Mesmerized by the movement of water as a child—from the ocean to waves and floods—Timu Gallien has transformed her childhood curiosities into full-time research as one of UC San Diego’s newest Chancellor’s Postdoctoral Fellows at Scripps Institution of Oceanography. Serving as a role model for women in STEM fields (Science, Technology, Engineering and Mathematics), Gallien studies coastal flood risks, sea level rises and the effects of urbanization in order to create awareness about the potential consequences of climate change.
"This fellowship program provides exceptional research opportunities," said Gallien, who is currently conducting field work in Oregon. "I am able to pursue my specific research interests and connect with a diverse network of scholars."
The UC San Diego Chancellor’s Postdoctoral Fellowship Program for Academic Diversity began in 2010 to provide research opportunities, professional development and networking events for outstanding women and underrepresented scholars whose research and service contributes to greater understanding, engagement and access. Eligible scholars with a Ph.D. degree in any field of study receive a $40,000 award for a one-year fellowship, with the potential for renewal for an additional year.
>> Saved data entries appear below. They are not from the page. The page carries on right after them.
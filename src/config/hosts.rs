//
//  git-providers
//  config/hosts.rs
//
//  Created by Ngonidzashe Mangudya on 2026/01/12.
//  Copyright (c) 2025 IAMNGONI. All rights reserved.
//

//! # Host Helpers
//!
//! Hostname extraction and normalization used when matching a repository URL
//! against the configured providers.
//!
//! ```rust
//! use git_providers::config::{host_of, normalize_host};
//!
//! assert_eq!(normalize_host("  HTTPS://GitHub.com/  "), "github.com");
//! assert_eq!(host_of("git@gitlab.com:group/project.git").as_deref(), Some("gitlab.com"));
//! ```

/// Normalizes a host URL to a bare lowercase hostname.
///
/// Lowercases, then removes the protocol prefix and a trailing slash.
/// Ports and paths are kept.
pub fn normalize_host(host: &str) -> String {
    let host = host.trim().to_lowercase();
    let host = host.strip_prefix("https://").unwrap_or(&host);
    let host = host.strip_prefix("http://").unwrap_or(host);
    host.strip_suffix('/').unwrap_or(host).to_string()
}

/// Hostname (without port) of an HTTP(S), `ssh://` or `git@host:path` URL.
///
/// Scheme-less input such as `gitlab.example.com/team/app` is accepted too.
pub fn host_of(url: &str) -> Option<String> {
    let url = url.trim();

    if let Some(rest) = url.strip_prefix("git@") {
        return rest
            .split(':')
            .next()
            .filter(|h| !h.is_empty())
            .map(str::to_lowercase);
    }

    url::Url::parse(url)
        .ok()
        .and_then(|parsed| parsed.host_str().map(str::to_lowercase))
        .or_else(|| bare_host(url))
}

/// `gitlab.example.com:8443/team/app` → `gitlab.example.com`
fn bare_host(url: &str) -> Option<String> {
    let normalized = normalize_host(url);
    let host = normalized.split('/').next()?.split(':').next()?;
    (host.contains('.') && !host.chars().any(char::is_whitespace)).then(|| host.to_string())
}

#[cfg(test)]
mod tests {
    use super::*;

    #[test]
    fn test_normalize_host() {
        assert_eq!(normalize_host("https://bitbucket.org"), "bitbucket.org");
        assert_eq!(normalize_host("http://git.example.com:3000/"), "git.example.com:3000");
        assert_eq!(normalize_host("GITEE.COM"), "gitee.com");
    }

    #[test]
    fn test_host_of() {
        assert_eq!(host_of("https://GitHub.com/a/b").as_deref(), Some("github.com"));
        assert_eq!(host_of("http://localhost:3000/a/b").as_deref(), Some("localhost"));
        assert_eq!(
            host_of("ssh://git-codecommit.eu-west-1.amazonaws.com/v1/repos/app").as_deref(),
            Some("git-codecommit.eu-west-1.amazonaws.com")
        );
        assert_eq!(host_of("git@bitbucket.org:ws/repo.git").as_deref(), Some("bitbucket.org"));
        assert_eq!(
            host_of("Gitea.Example.com:3000/team/app").as_deref(),
            Some("gitea.example.com")
        );
        assert_eq!(host_of("not a url"), None);
    }
}
//
//  git-providers
//  api/common/mod.rs
//
//  Created by Ngonidzashe Mangudya on 2026/01/12.
//  Copyright (c) 2025 IAMNGONI. All rights reserved.
//

//! Common API Types shared by every provider adapter
//!
//! This module provides the error taxonomy used across the crate together with
//! the pagination envelopes some vendors wrap their list responses in.
//!
//! # Overview
//!
//! - [`ProviderError`] - Unified error type for parsing, API and capability failures
//! - [`Result`] - Crate-wide result alias over [`ProviderError`]
//! - Pagination types (re-exported from [`pagination`] submodule)
//!
//! # Example
//!
//! ```rust
//! use git_providers::api::common::ProviderError;
//!
//! fn describe(err: &ProviderError) -> &'static str {
//!     if err.is_unsupported() {
//!         "not available on this provider"
//!     } else if err.is_not_found() {
//!         "not found"
//!     } else {
//!         "failed"
//!     }
//! }
//! ```
//!
//! # Notes
//!
//! - A capability gap is never reported as a network or API failure, so callers
//!   can degrade gracefully (e.g. "no webhook needed") instead of retrying.
//! - Vendor HTTP status codes are preserved in [`ProviderError::Api`].

use thiserror::Error;

mod pagination;

pub use pagination::*;

/// Result alias used by every provider operation.
pub type Result<T> = std::result::Result<T, ProviderError>;

/// Unified error type for all provider operations.
///
/// # Variants
///
/// | Variant | Description | HTTP Status |
/// |---------|-------------|-------------|
/// | `Parse` | URL could not be interpreted | N/A |
/// | `Api` | Vendor answered with a non-success status | 4xx/5xx |
/// | `NotFound` | A lookup produced no result | 404 |
/// | `BranchNotFound` | No branch contains the requested commit | 404 |
/// | `Unsupported` | The vendor has no API for the operation | N/A |
/// | `Config` | Provider configuration is incomplete or invalid | N/A |
/// | `Network` | Transport failure (connect, TLS, timeout) | N/A |
/// | `Decode` | Response body did not match the expected shape | N/A |
///
/// # Example
///
/// ```rust
/// use git_providers::api::common::ProviderError;
///
/// let err = ProviderError::BranchNotFound { sha: "abc123".to_string() };
/// assert_eq!(err.status(), Some(404));
/// assert!(err.to_string().contains("branch not found for SHA: abc123"));
/// ```
#[derive(Error, Debug)]
pub enum ProviderError {
    /// The URL is malformed or does not match any shape the provider understands.
    ///
    /// Never accompanied by a partially populated context.
    #[error("cannot parse git URL: {url}{}", reason_suffix(.reason))]
    Parse {
        /// The offending input
        url: String,
        /// Optional detail about what did not match
        reason: Option<String>,
    },

    /// The vendor API answered with a non-success status.
    #[error("status code: {status} err: {message}")]
    Api {
        /// HTTP status code returned by the vendor
        status: u16,
        /// Readable message extracted from the error body
        message: String,
    },

    /// A lookup returned nothing (missing header, empty listing, unknown id).
    #[error("not found: {0}")]
    NotFound(String),

    /// No branch's history contains the requested commit.
    #[error("status code: 404 branch not found for SHA: {sha}")]
    BranchNotFound {
        /// The commit that was searched for
        sha: String,
    },

    /// The vendor offers no API for this operation.
    ///
    /// Callers should treat this as "not applicable", not as a failure.
    #[error("{capability} is not supported by the {provider} provider")]
    Unsupported {
        /// Provider id (e.g. "gogs")
        provider: String,
        /// Operation name (e.g. "pull request listing")
        capability: String,
    },

    /// The provider configuration is missing a required value.
    #[error("invalid provider configuration: {0}")]
    Config(String),

    /// Transport-level failure.
    #[error("network error: {0}")]
    Network(#[from] reqwest::Error),

    /// The response body could not be decoded.
    #[error("unexpected response: {0}")]
    Decode(#[from] serde_json::Error),
}

fn reason_suffix(reason: &Option<String>) -> String {
    reason
        .as_ref()
        .map(|r| format!(" ({r})"))
        .unwrap_or_default()
}

impl ProviderError {
    /// Builds a [`ProviderError::Parse`] for `url` without extra detail.
    pub fn parse(url: impl Into<String>) -> Self {
        Self::Parse {
            url: url.into(),
            reason: None,
        }
    }

    /// Builds a [`ProviderError::Parse`] for `url` with a reason.
    pub fn parse_with(url: impl Into<String>, reason: impl Into<String>) -> Self {
        Self::Parse {
            url: url.into(),
            reason: Some(reason.into()),
        }
    }

    /// Builds a [`ProviderError::Unsupported`].
    pub fn unsupported(provider: impl Into<String>, capability: impl Into<String>) -> Self {
        Self::Unsupported {
            provider: provider.into(),
            capability: capability.into(),
        }
    }

    /// HTTP status associated with the error, when there is one.
    pub fn status(&self) -> Option<u16> {
        match self {
            Self::Api { status, .. } => Some(*status),
            Self::NotFound(_) | Self::BranchNotFound { .. } => Some(404),
            Self::Network(e) => e.status().map(|s| s.as_u16()),
            _ => None,
        }
    }

    /// Returns `true` for capability gaps.
    pub fn is_unsupported(&self) -> bool {
        matches!(self, Self::Unsupported { .. })
    }

    /// Returns `true` when the error means "does not exist".
    pub fn is_not_found(&self) -> bool {
        self.status() == Some(404)
    }
}

#[cfg(test)]
mod tests {
    use super::*;

    #[test]
    fn test_parse_error_message() {
        let err = ProviderError::parse("ftp://example.com/repo");
        assert_eq!(err.to_string(), "cannot parse git URL: ftp://example.com/repo");

        let err = ProviderError::parse_with("https://x", "missing repository name");
        assert_eq!(
            err.to_string(),
            "cannot parse git URL: https://x (missing repository name)"
        );
    }

    #[test]
    fn test_api_error_keeps_status() {
        let err = ProviderError::Api {
            status: 403,
            message: "Forbidden".to_string(),
        };
        assert_eq!(err.status(), Some(403));
        assert!(!err.is_not_found());
        assert_eq!(err.to_string(), "status code: 403 err: Forbidden");
    }

    #[test]
    fn test_unsupported_is_distinguishable() {
        let err = ProviderError::unsupported("gogs", "pull request listing");
        assert!(err.is_unsupported());
        assert_eq!(err.status(), None);
        assert_eq!(
            err.to_string(),
            "pull request listing is not supported by the gogs provider"
        );
    }

    #[test]
    fn test_branch_not_found() {
        let err = ProviderError::BranchNotFound {
            sha: "deadbeef".to_string(),
        };
        assert!(err.is_not_found());
    }
}
//
//  git-providers
//  auth/sigv4.rs
//
//  Created by Ngonidzashe Mangudya on 2026/01/12.
//  Copyright (c) 2025 IAMNGONI. All rights reserved.
//

//! # AWS Signature Version 4
//!
//! AWS CodeCommit and IAM have no token header: each request is signed with the
//! caller's secret key. This module implements the SigV4 scheme for the JSON
//! POST requests the CodeCommit adapter sends.
//!
//! ## Algorithm
//!
//! 1. Build the canonical request (method, path, query, sorted lowercase headers,
//!    signed header list, hex SHA-256 of the payload)
//! 2. Build the string to sign from the timestamp, credential scope and the hash
//!    of the canonical request
//! 3. Derive the signing key: `HMAC(HMAC(HMAC(HMAC("AWS4" + secret, date), region), service), "aws4_request")`
//! 4. `Authorization: AWS4-HMAC-SHA256 Credential=..., SignedHeaders=..., Signature=...`

use std::collections::BTreeMap;
use std::fmt;

use chrono::{DateTime, Utc};
use hmac::digest::InvalidLength;
use hmac::{Hmac, Mac};
use sha2::{Digest, Sha256};

type HmacSha256 = Hmac<Sha256>;

const ALGORITHM: &str = "AWS4-HMAC-SHA256";

/// Static AWS credentials.
#[derive(Clone, PartialEq, Eq)]
pub struct AwsCredentials {
    pub access_key_id: String,
    pub secret_access_key: String,
    pub session_token: Option<String>,
}

impl AwsCredentials {
    pub fn new(access_key_id: impl Into<String>, secret_access_key: impl Into<String>) -> Self {
        Self {
            access_key_id: access_key_id.into(),
            secret_access_key: secret_access_key.into(),
            session_token: None,
        }
    }

    /// Reads `AWS_ACCESS_KEY_ID`, `AWS_SECRET_ACCESS_KEY` and the optional
    /// `AWS_SESSION_TOKEN` from the environment.
    pub fn from_env() -> Option<Self> {
        let access_key_id = std::env::var("AWS_ACCESS_KEY_ID").ok()?;
        let secret_access_key = std::env::var("AWS_SECRET_ACCESS_KEY").ok()?;
        Some(Self {
            access_key_id,
            secret_access_key,
            session_token: std::env::var("AWS_SESSION_TOKEN").ok(),
        })
    }
}

impl fmt::Debug for AwsCredentials {
    fn fmt(&self, f: &mut fmt::Formatter<'_>) -> fmt::Result {
        f.debug_struct("AwsCredentials")
            .field("access_key_id", &self.access_key_id)
            .field("secret_access_key", &"<redacted>")
            .finish()
    }
}

/// Signs requests for one region/service pair.
#[derive(Debug, Clone)]
pub struct SigV4Signer {
    credentials: AwsCredentials,
    region: String,
    service: String,
}

impl SigV4Signer {
    pub fn new(credentials: AwsCredentials, region: impl Into<String>, service: impl Into<String>) -> Self {
        Self {
            credentials,
            region: region.into(),
            service: service.into(),
        }
    }

    /// Signs a request and returns the headers to add to it.
    ///
    /// `headers` must contain every header that will be sent and signed,
    /// including `host`. The returned list holds `x-amz-date`,
    /// `x-amz-security-token` (when a session token is set) and `authorization`.
    pub fn sign(
        &self,
        method: &str,
        path: &str,
        query: &str,
        headers: &[(&str, &str)],
        payload: &[u8],
        now: DateTime<Utc>,
    ) -> Result<Vec<(String, String)>, InvalidLength> {
        let amz_date = now.format("%Y%m%dT%H%M%SZ").to_string();
        let date_stamp = now.format("%Y%m%d").to_string();

        let mut canonical: BTreeMap<String, String> = headers
            .iter()
            .map(|(k, v)| (k.to_ascii_lowercase(), v.trim().to_string()))
            .collect();
        canonical.insert("x-amz-date".to_string(), amz_date.clone());
        if let Some(token) = &self.credentials.session_token {
            canonical.insert("x-amz-security-token".to_string(), token.clone());
        }

        let canonical_headers: String = canonical
            .iter()
            .map(|(k, v)| format!("{k}:{v}\n"))
            .collect();
        let signed_headers = canonical.keys().cloned().collect::<Vec<_>>().join(";");

        let canonical_request = format!(
            "{method}\n{path}\n{query}\n{canonical_headers}\n{signed_headers}\n{}",
            hex::encode(Sha256::digest(payload))
        );

        let scope = format!(
            "{date_stamp}/{}/{}/aws4_request",
            self.region, self.service
        );
        let string_to_sign = format!(
            "{ALGORITHM}\n{amz_date}\n{scope}\n{}",
            hex::encode(Sha256::digest(canonical_request.as_bytes()))
        );

        let key = signing_key(
            &self.credentials.secret_access_key,
            &date_stamp,
            &self.region,
            &self.service,
        )?;
        let signature = hex::encode(hmac(&key, string_to_sign.as_bytes())?);

        let mut out = vec![("x-amz-date".to_string(), amz_date)];
        if let Some(token) = &self.credentials.session_token {
            out.push(("x-amz-security-token".to_string(), token.clone()));
        }
        out.push((
            "authorization".to_string(),
            format!(
                "{ALGORITHM} Credential={}/{scope}, SignedHeaders={signed_headers}, Signature={signature}",
                self.credentials.access_key_id
            ),
        ));
        Ok(out)
    }
}

fn hmac(key: &[u8], data: &[u8]) -> Result<Vec<u8>, InvalidLength> {
    let mut mac = HmacSha256::new_from_slice(key)?;
    mac.update(data);
    Ok(mac.finalize().into_bytes().to_vec())
}

/// Derives the SigV4 signing key for a date, region and service.
pub fn signing_key(
    secret: &str,
    date_stamp: &str,
    region: &str,
    service: &str,
) -> Result<Vec<u8>, InvalidLength> {
    let k_date = hmac(format!("AWS4{secret}").as_bytes(), date_stamp.as_bytes())?;
    let k_region = hmac(&k_date, region.as_bytes())?;
    let k_service = hmac(&k_region, service.as_bytes())?;
    hmac(&k_service, b"aws4_request")
}

#[cfg(test)]
mod tests {
    use super::*;
    use chrono::TimeZone;

    #[test]
    fn test_signing_key_matches_aws_documentation() {
        let key = signing_key(
            "wJalrXUtnFEMI/K7MDENG+bPxRfiCYEXAMPLEKEY",
            "20120215",
            "us-east-1",
            "iam",
        )
        .unwrap();
        assert_eq!(
            hex::encode(key),
            "f4780e2d9f65fa895f9c67b32ce1baf0b0d8a43505a000a1a9e090d414db404d"
        );
    }

    #[test]
    fn test_sign_produces_authorization_header() {
        let signer = SigV4Signer::new(
            AwsCredentials::new("AKIDEXAMPLE", "secret"),
            "eu-west-1",
            "codecommit",
        );
        let now = Utc.with_ymd_and_hms(2024, 5, 1, 12, 0, 0).unwrap();
        let headers = signer.sign(
            "POST",
            "/",
            "",
            &[
                ("Host", "codecommit.eu-west-1.amazonaws.com"),
                ("Content-Type", "application/x-amz-json-1.1"),
                ("X-Amz-Target", "CodeCommit_20150413.ListRepositories"),
            ],
            b"{}",
            now,
        )
        .unwrap();

        let date = headers.iter().find(|(k, _)| k == "x-amz-date").unwrap();
        assert_eq!(date.1, "20240501T120000Z");

        let auth = headers.iter().find(|(k, _)| k == "authorization").unwrap();
        assert!(auth.1.starts_with(
            "AWS4-HMAC-SHA256 Credential=AKIDEXAMPLE/20240501/eu-west-1/codecommit/aws4_request, "
        ));
        assert!(auth
            .1
            .contains("SignedHeaders=content-type;host;x-amz-date;x-amz-target, "));
        let signature = auth.1.rsplit("Signature=").next().unwrap();
        assert_eq!(signature.len(), 64);
    }

    #[test]
    fn test_sign_is_deterministic() {
        let signer = SigV4Signer::new(AwsCredentials::new("a", "b"), "us-east-1", "iam");
        let now = Utc.with_ymd_and_hms(2024, 1, 1, 0, 0, 0).unwrap();
        let first = signer.sign("POST", "/", "", &[("host", "iam.amazonaws.com")], b"x", now).unwrap();
        let second = signer.sign("POST", "/", "", &[("host", "iam.amazonaws.com")], b"x", now).unwrap();
        assert_eq!(first, second);
    }

    #[test]
    fn test_session_token_is_signed() {
        let mut creds = AwsCredentials::new("a", "b");
        creds.session_token = Some("tok".to_string());
        let signer = SigV4Signer::new(creds, "us-east-1", "iam");
        let now = Utc.with_ymd_and_hms(2024, 1, 1, 0, 0, 0).unwrap();
        let headers = signer.sign("POST", "/", "", &[("host", "iam.amazonaws.com")], b"", now).unwrap();
        assert!(headers.iter().any(|(k, v)| k == "x-amz-security-token" && v == "tok"));
        let auth = &headers.last().unwrap().1;
        assert!(auth.contains("x-amz-security-token"));
    }
}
UC San Diego is one of five UC campuses to offer the program, an extension of the University of California President’s Postdoctoral Fellowship Program, which connects diverse postdocs with academic communities that benefit from their diverse perspectives.
"The teaching, research and service of UC San Diego Chancellor's Postdoctoral fellows enhances critical perspectives and enriches our understanding of underrepresented populations," said Chancellor Pradeep K. Khosla. "We are proud to partner with UC to provide a pathway for these talented scholars to develop professionally and become strong candidates for faculty positions at the university."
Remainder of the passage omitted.